Source material:
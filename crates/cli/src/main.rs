use std::process::ExitCode;

fn main() -> ExitCode {
    courier_cli::run()
}
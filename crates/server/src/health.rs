use axum::{extract::State, http::StatusCode, routing::get, Json, Router};
use chrono::Utc;
use courier_core::providers::RegistryStatus;
use courier_db::DbPool;
use serde::Serialize;
use tracing::error;

#[derive(Clone)]
pub struct HealthState {
    pub db_pool: DbPool,
    pub providers: RegistryStatus,
}

#[derive(Clone, Debug, PartialEq, Eq, Serialize)]
pub struct HealthCheck {
    pub status: &'static str,
    pub detail: String,
}

#[derive(Clone, Debug, PartialEq, Eq, Serialize)]
pub struct HealthResponse {
    pub status: &'static str,
    pub service: HealthCheck,
    pub database: HealthCheck,
    pub providers: RegistryStatus,
    pub checked_at: String,
}

pub fn router(state: HealthState) -> Router {
    Router::new().route("/health", get(health)).with_state(state)
}

pub async fn health(State(state): State<HealthState>) -> (StatusCode, Json<HealthResponse>) {
    let database = database_check(&state.db_pool).await;
    let ready = database.status == "ready";

    let payload = HealthResponse {
        status: if ready { "ready" } else { "degraded" },
        service: HealthCheck {
            status: "ready",
            detail: "courier-server runtime initialized".to_string(),
        },
        database,
        providers: state.providers.clone(),
        checked_at: Utc::now().to_rfc3339(),
    };

    let status_code = if ready { StatusCode::OK } else { StatusCode::SERVICE_UNAVAILABLE };
    (status_code, Json(payload))
}

async fn database_check(pool: &DbPool) -> HealthCheck {
    match sqlx::query_scalar::<_, i64>("SELECT 1").fetch_one(pool).await {
        Ok(_) => HealthCheck { status: "ready", detail: "database query succeeded".to_string() },
        Err(db_error) => {
            error!(
                event_name = "system.health.database_failed",
                correlation_id = "health",
                error = %db_error,
                "health check database query failed"
            );
            HealthCheck { status: "degraded", detail: format!("database query failed: {db_error}") }
        }
    }
}

#[cfg(test)]
mod tests {
    use axum::{extract::State, http::StatusCode, Json};
    use courier_core::providers::sandbox::register_sandbox;
    use courier_core::providers::ProviderRegistry;
    use courier_db::connect_with_settings;

    use crate::health::{health, HealthState};

    fn sandbox_status() -> courier_core::providers::RegistryStatus {
        let mut registry = ProviderRegistry::new();
        register_sandbox(&mut registry).expect("register sandbox");
        registry.status()
    }

    #[tokio::test]
    async fn health_returns_ready_when_database_is_reachable() {
        let pool =
            connect_with_settings("sqlite::memory:", 1, 5).await.expect("pool should connect");

        let (status, Json(payload)) =
            health(State(HealthState { db_pool: pool.clone(), providers: sandbox_status() })).await;

        assert_eq!(status, StatusCode::OK);
        assert_eq!(payload.status, "ready");
        assert_eq!(payload.database.status, "ready");
        assert_eq!(payload.providers.total_providers, 5);

        pool.close().await;
    }

    #[tokio::test]
    async fn health_returns_service_unavailable_when_database_is_unavailable() {
        let pool =
            connect_with_settings("sqlite::memory:", 1, 5).await.expect("pool should connect");
        pool.close().await;

        let (status, Json(payload)) =
            health(State(HealthState { db_pool: pool, providers: sandbox_status() })).await;

        assert_eq!(status, StatusCode::SERVICE_UNAVAILABLE);
        assert_eq!(payload.status, "degraded");
        assert_eq!(payload.database.status, "degraded");
        assert_eq!(payload.service.status, "ready");
    }
}
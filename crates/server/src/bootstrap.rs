use std::sync::Arc;

use courier_core::config::{AppConfig, ConfigError, LoadOptions};
use courier_core::errors::ConfigurationError;
use courier_core::providers::sandbox::register_sandbox;
use courier_core::providers::ProviderRegistry;
use courier_core::state_machine::{ActionStateMachine, RetryPolicy};
use courier_db::repositories::{
    SqlActionLogRepository, SqlIdempotencyRepository, SqlLeaseRepository, SqlTenantRepository,
};
use courier_db::{connect_with_settings, migrations, DbPool};
use courier_dispatch::{
    ActionDispatcher, ExpirySweeper, GuardSettings, IdempotencyGuard, SweeperSettings,
};
use thiserror::Error;
use tracing::info;

use crate::api::AppState;
use crate::webhook::register_webhook;

pub struct Application {
    pub config: AppConfig,
    pub db_pool: DbPool,
    pub state: AppState,
    pub sweeper: Arc<ExpirySweeper>,
}

#[derive(Debug, Error)]
pub enum BootstrapError {
    #[error(transparent)]
    Config(#[from] ConfigError),
    #[error("database connection failed: {0}")]
    DatabaseConnect(#[source] sqlx::Error),
    #[error("database migration failed: {0}")]
    Migration(#[source] sqlx::migrate::MigrateError),
    #[error("provider registration failed: {0}")]
    Registry(#[from] ConfigurationError),
}

/// Startup registration table. Every provider a tenant may name is listed here.
pub fn build_registry(config: &AppConfig) -> Result<ProviderRegistry, ConfigurationError> {
    let mut registry = ProviderRegistry::new();
    register_sandbox(&mut registry)?;
    register_webhook(&mut registry, &config.webhook)?;
    Ok(registry)
}

#[cfg_attr(not(test), allow(dead_code))]
pub async fn bootstrap(options: LoadOptions) -> Result<Application, BootstrapError> {
    let config = AppConfig::load(options)?;
    bootstrap_with_config(config).await
}

pub async fn bootstrap_with_config(config: AppConfig) -> Result<Application, BootstrapError> {
    info!(
        event_name = "system.bootstrap.start",
        correlation_id = "bootstrap",
        "starting application bootstrap"
    );

    let db_pool = connect_with_settings(
        &config.database.url,
        config.database.max_connections,
        config.database.timeout_secs,
    )
    .await
    .map_err(BootstrapError::DatabaseConnect)?;
    info!(
        event_name = "system.bootstrap.database_connected",
        correlation_id = "bootstrap",
        "database connection established"
    );

    migrations::run_pending(&db_pool).await.map_err(BootstrapError::Migration)?;
    info!(
        event_name = "system.bootstrap.migrations_applied",
        correlation_id = "bootstrap",
        "database migrations applied"
    );

    let registry = build_registry(&config)?;
    let status = registry.status();
    info!(
        event_name = "system.bootstrap.providers_registered",
        correlation_id = "bootstrap",
        total_providers = status.total_providers,
        "provider registry populated"
    );

    let idempotency = Arc::new(SqlIdempotencyRepository::new(db_pool.clone()));
    let action_logs = Arc::new(SqlActionLogRepository::new(db_pool.clone()));
    let dispatcher = ActionDispatcher::new(
        registry,
        IdempotencyGuard::new(idempotency.clone(), GuardSettings::from(&config.idempotency)),
        action_logs.clone(),
        ActionStateMachine::new(RetryPolicy::from(&config.dispatch)),
    );

    let sweeper = Arc::new(ExpirySweeper::new(
        idempotency,
        Arc::new(SqlLeaseRepository::new(db_pool.clone())),
        SweeperSettings::from(&config.sweeper),
    ));

    let state = AppState {
        dispatcher,
        tenants: Arc::new(SqlTenantRepository::new(db_pool.clone())),
        action_logs,
    };

    Ok(Application { config, db_pool, state, sweeper })
}

#[cfg(test)]
mod tests {
    use courier_core::config::{ConfigOverrides, LoadOptions};
    use courier_core::domain::action::ProviderCategory;

    use crate::bootstrap::bootstrap;

    #[tokio::test]
    async fn bootstrap_migrates_and_registers_builtin_providers() {
        let app = bootstrap(LoadOptions {
            overrides: ConfigOverrides {
                database_url: Some("sqlite::memory:?cache=shared".to_string()),
                ..ConfigOverrides::default()
            },
            ..LoadOptions::default()
        })
        .await
        .expect("bootstrap should succeed with an in-memory database");

        let (table_count,): (i64,) = sqlx::query_as(
            "SELECT COUNT(*) FROM sqlite_master \
             WHERE type = 'table' \
             AND name IN ('tenants', 'idempotency_keys', 'action_logs', 'sweeper_leases')",
        )
        .fetch_one(&app.db_pool)
        .await
        .expect("count tables");
        assert_eq!(table_count, 4);

        let registry = app.state.dispatcher.registry();
        assert!(registry.is_registered(ProviderCategory::Crm, "sandbox"));
        assert!(registry.is_registered(ProviderCategory::Email, "webhook"));

        app.db_pool.close().await;
    }

    #[tokio::test]
    async fn bootstrap_rejects_invalid_database_url() {
        let result = bootstrap(LoadOptions {
            overrides: ConfigOverrides {
                database_url: Some("postgres://localhost/courier".to_string()),
                ..ConfigOverrides::default()
            },
            ..LoadOptions::default()
        })
        .await;

        assert!(result.is_err());
    }
}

Assignment: Nothing but lines that contain "DatabaseConnect" should appear in the answer. Copy each from the records.

Response to this exercise:
    DatabaseConnect(#[source] sqlx::Error),
    .map_err(BootstrapError::DatabaseConnect)?;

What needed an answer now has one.